- [Description of the task] Scan the lines below for the word "fields". Copy each line you find it in.

- [Data to use]
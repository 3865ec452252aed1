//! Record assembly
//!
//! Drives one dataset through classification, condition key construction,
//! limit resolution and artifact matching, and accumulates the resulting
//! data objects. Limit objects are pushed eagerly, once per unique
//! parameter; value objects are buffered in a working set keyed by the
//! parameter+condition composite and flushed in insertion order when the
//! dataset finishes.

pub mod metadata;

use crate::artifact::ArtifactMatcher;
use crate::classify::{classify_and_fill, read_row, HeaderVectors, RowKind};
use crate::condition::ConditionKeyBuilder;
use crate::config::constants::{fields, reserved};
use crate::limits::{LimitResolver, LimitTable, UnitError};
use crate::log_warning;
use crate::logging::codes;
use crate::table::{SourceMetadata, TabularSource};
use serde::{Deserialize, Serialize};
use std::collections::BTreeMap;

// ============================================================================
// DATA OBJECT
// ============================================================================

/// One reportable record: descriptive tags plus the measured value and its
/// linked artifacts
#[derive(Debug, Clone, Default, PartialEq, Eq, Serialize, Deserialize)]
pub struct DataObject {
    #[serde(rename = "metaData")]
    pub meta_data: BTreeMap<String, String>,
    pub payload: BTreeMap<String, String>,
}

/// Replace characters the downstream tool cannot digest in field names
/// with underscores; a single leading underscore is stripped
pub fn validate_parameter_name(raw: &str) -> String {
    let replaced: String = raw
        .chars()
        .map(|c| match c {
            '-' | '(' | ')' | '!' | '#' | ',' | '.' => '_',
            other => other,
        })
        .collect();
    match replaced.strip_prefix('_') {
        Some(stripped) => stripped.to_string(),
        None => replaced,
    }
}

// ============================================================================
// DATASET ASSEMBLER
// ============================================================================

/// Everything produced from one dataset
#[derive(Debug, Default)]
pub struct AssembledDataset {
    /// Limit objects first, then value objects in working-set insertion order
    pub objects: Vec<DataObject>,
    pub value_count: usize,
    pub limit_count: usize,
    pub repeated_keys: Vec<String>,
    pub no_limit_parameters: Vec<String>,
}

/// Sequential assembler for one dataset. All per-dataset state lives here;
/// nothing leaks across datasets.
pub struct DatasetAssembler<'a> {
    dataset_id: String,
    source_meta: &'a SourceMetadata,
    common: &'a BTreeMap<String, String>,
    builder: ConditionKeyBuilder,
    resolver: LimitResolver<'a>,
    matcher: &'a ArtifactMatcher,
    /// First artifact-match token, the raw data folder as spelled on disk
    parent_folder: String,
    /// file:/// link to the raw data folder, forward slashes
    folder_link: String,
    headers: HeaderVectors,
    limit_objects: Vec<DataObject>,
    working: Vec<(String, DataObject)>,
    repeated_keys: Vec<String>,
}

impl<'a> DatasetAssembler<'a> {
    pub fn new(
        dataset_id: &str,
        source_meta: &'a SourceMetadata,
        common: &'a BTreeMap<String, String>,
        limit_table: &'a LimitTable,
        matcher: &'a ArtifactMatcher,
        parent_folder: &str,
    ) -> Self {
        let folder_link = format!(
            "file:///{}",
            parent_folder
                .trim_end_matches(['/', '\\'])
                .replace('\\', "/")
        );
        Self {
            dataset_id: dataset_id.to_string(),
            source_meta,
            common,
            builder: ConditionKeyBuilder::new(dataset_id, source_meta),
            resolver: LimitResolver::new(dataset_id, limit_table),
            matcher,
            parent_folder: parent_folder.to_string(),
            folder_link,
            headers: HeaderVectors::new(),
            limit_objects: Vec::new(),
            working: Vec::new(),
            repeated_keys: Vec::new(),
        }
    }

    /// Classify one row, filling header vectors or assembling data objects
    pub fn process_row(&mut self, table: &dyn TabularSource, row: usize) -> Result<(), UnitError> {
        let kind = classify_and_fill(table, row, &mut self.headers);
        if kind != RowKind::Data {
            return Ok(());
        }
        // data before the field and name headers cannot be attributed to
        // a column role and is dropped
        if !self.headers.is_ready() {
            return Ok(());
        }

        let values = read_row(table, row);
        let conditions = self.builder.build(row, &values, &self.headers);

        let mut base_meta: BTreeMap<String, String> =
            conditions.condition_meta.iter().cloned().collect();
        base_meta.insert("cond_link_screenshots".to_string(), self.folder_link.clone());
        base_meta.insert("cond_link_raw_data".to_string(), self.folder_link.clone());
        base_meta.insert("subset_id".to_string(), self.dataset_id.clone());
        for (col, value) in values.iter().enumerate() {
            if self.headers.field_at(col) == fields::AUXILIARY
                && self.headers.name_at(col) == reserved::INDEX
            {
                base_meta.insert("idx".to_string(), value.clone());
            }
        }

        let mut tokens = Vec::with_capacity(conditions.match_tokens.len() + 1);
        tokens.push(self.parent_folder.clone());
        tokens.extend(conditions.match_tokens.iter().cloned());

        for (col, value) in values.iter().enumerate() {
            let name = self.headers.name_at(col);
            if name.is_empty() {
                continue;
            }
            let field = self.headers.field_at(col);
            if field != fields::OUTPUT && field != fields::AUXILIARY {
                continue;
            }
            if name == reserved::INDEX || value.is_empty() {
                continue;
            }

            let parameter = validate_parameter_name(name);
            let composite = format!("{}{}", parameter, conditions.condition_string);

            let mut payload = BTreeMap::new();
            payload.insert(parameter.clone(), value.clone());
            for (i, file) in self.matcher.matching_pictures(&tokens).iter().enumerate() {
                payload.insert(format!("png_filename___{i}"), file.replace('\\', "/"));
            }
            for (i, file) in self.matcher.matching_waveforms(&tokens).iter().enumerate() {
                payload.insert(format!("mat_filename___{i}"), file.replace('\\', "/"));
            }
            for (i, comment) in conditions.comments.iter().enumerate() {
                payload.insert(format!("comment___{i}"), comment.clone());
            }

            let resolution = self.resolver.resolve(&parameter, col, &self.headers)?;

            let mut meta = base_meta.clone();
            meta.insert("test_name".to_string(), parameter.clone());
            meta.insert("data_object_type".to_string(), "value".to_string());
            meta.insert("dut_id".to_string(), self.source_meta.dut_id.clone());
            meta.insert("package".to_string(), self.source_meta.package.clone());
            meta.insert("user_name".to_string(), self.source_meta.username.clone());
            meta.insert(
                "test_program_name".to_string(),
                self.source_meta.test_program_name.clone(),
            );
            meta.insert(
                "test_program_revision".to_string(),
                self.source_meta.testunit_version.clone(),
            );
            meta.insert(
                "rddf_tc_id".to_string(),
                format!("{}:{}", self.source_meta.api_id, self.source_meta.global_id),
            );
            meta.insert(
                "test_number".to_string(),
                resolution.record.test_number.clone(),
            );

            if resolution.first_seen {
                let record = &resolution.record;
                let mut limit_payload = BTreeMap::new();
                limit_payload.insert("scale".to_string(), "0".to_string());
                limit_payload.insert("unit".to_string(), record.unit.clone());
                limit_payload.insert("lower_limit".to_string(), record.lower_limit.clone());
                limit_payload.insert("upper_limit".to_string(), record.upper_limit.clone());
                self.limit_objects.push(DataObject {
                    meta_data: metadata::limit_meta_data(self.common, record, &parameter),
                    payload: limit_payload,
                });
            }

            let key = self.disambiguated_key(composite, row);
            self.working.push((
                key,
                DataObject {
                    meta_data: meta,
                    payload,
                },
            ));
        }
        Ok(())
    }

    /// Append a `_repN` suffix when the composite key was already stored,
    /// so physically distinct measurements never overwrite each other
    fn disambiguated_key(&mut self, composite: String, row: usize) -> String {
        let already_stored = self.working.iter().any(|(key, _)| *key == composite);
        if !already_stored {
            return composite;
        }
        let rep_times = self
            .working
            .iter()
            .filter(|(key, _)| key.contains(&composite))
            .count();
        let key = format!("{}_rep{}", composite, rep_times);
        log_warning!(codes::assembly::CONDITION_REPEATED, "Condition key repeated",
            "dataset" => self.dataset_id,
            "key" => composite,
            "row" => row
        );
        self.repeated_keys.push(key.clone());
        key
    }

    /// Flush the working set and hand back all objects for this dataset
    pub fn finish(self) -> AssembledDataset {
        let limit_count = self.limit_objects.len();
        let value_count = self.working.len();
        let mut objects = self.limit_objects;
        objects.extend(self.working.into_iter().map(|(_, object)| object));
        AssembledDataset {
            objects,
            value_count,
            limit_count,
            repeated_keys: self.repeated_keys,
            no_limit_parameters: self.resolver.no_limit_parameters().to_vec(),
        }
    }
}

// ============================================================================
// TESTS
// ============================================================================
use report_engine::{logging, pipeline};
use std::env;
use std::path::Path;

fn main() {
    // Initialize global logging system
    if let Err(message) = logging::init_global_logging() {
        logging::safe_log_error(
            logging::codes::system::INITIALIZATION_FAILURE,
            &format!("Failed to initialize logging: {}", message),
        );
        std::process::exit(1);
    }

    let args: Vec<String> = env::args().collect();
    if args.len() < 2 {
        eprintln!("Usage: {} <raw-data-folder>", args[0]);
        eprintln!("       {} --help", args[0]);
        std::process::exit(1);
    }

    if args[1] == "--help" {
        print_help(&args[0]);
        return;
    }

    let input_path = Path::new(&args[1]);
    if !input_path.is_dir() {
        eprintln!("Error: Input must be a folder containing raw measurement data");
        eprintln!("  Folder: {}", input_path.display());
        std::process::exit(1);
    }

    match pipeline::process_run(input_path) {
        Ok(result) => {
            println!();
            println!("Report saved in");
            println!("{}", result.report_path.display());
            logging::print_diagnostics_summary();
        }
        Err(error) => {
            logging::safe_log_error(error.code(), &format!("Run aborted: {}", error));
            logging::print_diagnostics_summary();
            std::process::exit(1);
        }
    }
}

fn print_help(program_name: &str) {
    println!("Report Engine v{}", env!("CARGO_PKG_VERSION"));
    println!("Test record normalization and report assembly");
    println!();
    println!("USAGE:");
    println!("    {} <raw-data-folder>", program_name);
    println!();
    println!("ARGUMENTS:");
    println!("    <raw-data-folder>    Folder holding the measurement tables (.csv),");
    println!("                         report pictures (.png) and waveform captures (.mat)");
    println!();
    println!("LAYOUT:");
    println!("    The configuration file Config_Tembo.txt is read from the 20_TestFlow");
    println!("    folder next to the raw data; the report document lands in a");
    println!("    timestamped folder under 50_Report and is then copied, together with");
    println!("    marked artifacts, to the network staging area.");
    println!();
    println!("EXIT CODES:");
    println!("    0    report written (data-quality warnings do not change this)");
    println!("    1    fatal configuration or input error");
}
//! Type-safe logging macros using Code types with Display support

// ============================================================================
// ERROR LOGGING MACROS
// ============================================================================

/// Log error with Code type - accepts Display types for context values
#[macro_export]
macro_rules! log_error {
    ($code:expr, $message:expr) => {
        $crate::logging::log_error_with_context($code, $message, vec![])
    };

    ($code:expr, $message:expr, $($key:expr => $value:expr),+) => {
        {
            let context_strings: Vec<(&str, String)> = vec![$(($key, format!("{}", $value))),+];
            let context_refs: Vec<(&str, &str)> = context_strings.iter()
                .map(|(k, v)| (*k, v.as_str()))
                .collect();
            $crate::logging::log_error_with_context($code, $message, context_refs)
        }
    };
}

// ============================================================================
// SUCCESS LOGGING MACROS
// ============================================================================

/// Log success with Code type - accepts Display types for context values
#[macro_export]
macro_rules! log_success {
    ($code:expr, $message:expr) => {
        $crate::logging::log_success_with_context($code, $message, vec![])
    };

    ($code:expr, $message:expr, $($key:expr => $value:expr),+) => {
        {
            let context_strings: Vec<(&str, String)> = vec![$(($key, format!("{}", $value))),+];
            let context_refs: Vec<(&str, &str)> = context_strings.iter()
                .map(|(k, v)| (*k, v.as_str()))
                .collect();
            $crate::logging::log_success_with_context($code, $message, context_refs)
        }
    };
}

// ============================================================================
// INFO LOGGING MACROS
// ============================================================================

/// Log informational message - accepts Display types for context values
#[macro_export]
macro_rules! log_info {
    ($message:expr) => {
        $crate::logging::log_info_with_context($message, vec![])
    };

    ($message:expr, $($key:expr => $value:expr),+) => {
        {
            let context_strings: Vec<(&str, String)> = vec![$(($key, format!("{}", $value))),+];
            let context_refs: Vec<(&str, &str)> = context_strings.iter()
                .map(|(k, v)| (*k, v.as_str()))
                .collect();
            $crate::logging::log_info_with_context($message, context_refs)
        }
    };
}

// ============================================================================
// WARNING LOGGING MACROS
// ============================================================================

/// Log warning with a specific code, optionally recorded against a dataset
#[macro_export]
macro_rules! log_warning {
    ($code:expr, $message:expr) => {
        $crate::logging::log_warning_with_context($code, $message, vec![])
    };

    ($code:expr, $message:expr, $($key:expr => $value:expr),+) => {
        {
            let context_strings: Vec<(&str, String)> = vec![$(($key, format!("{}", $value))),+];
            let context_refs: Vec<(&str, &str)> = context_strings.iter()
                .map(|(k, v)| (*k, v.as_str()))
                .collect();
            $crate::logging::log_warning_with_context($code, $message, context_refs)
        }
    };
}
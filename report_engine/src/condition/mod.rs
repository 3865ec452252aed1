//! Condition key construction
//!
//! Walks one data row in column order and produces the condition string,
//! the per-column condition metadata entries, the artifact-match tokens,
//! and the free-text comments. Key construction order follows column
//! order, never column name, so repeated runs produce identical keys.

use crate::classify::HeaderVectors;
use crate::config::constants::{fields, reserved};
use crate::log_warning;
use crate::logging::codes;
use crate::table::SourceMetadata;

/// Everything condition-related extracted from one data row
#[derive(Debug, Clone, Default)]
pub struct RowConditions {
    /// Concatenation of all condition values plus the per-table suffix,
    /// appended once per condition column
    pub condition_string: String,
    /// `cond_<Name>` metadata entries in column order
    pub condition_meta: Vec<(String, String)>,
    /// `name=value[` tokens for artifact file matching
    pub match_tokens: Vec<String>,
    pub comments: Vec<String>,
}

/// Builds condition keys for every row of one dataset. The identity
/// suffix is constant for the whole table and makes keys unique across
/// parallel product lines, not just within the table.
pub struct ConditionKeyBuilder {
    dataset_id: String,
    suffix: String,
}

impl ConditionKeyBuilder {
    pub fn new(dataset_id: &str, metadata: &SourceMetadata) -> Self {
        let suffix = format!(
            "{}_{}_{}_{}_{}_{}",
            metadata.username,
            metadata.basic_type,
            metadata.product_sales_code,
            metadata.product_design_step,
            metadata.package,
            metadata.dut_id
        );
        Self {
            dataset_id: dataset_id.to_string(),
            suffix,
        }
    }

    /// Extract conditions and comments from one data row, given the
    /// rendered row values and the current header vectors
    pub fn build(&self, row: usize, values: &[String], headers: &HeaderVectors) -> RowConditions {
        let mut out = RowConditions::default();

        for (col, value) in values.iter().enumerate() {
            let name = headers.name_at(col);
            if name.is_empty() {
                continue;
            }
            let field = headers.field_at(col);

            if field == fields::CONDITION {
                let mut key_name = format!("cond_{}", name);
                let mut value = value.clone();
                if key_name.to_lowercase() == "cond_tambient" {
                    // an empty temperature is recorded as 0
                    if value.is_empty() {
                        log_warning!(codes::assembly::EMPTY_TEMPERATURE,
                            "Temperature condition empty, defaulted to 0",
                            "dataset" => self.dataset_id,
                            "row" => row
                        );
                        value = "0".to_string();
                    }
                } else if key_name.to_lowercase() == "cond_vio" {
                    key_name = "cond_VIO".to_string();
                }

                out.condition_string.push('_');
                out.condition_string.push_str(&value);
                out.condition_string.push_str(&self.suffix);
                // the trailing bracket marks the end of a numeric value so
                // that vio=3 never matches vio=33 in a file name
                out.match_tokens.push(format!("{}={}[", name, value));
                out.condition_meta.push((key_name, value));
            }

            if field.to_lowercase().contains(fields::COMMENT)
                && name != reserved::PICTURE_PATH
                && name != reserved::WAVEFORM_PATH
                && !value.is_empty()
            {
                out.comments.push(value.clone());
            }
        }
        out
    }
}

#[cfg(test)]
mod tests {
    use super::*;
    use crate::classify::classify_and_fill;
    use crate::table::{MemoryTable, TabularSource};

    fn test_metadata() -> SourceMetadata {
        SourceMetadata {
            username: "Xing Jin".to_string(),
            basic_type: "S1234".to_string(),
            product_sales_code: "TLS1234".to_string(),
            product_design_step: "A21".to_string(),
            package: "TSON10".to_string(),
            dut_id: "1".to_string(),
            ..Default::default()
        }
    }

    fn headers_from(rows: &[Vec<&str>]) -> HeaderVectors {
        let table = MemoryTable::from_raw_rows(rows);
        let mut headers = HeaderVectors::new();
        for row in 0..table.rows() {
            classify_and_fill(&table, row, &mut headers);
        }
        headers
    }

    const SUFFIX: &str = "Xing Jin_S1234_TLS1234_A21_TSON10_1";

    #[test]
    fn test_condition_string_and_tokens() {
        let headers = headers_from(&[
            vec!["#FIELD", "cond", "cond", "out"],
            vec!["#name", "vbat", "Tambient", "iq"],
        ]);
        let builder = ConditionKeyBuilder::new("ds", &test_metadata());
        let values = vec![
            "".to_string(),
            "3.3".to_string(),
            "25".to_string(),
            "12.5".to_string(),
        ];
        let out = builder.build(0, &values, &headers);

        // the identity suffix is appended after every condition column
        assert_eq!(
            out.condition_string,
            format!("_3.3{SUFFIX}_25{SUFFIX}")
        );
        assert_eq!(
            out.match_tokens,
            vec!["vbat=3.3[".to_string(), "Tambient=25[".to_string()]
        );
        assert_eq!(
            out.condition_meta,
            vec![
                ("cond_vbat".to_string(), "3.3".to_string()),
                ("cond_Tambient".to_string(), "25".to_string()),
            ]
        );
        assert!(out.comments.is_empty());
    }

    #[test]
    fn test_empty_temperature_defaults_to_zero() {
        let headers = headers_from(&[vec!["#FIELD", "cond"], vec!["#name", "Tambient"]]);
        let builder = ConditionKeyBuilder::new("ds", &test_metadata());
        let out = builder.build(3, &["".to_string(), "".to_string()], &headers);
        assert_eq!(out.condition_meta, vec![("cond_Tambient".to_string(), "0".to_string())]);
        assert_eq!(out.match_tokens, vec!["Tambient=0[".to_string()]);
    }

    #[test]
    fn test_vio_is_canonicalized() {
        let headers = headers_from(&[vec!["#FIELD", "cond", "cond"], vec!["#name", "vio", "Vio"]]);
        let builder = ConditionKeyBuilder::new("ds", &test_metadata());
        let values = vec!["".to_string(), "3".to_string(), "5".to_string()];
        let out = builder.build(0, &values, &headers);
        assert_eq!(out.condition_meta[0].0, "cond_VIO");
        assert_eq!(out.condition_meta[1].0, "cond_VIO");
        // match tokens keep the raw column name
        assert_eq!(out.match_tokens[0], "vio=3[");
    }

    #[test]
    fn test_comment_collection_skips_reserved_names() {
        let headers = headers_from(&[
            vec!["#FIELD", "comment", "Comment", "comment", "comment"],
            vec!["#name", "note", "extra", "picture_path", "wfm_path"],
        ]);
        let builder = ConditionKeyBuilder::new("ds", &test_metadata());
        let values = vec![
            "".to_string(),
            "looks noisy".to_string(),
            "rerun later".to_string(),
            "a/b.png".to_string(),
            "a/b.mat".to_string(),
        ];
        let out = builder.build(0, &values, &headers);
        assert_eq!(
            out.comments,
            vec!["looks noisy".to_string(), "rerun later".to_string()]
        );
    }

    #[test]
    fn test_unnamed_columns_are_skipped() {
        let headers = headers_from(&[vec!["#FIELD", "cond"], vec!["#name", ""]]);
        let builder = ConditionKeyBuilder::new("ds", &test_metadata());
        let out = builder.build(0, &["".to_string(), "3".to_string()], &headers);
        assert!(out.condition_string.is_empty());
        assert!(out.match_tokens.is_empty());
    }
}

- [Task result]
use crate::config::constants::{fields, reserved};
            if self.headers.field_at(col) == fields::AUXILIARY
            if field != fields::OUTPUT && field != fields::AUXILIARY {
use crate::config::constants::{fields, reserved};
            if field == fields::CONDITION {
            if field.to_lowercase().contains(fields::COMMENT)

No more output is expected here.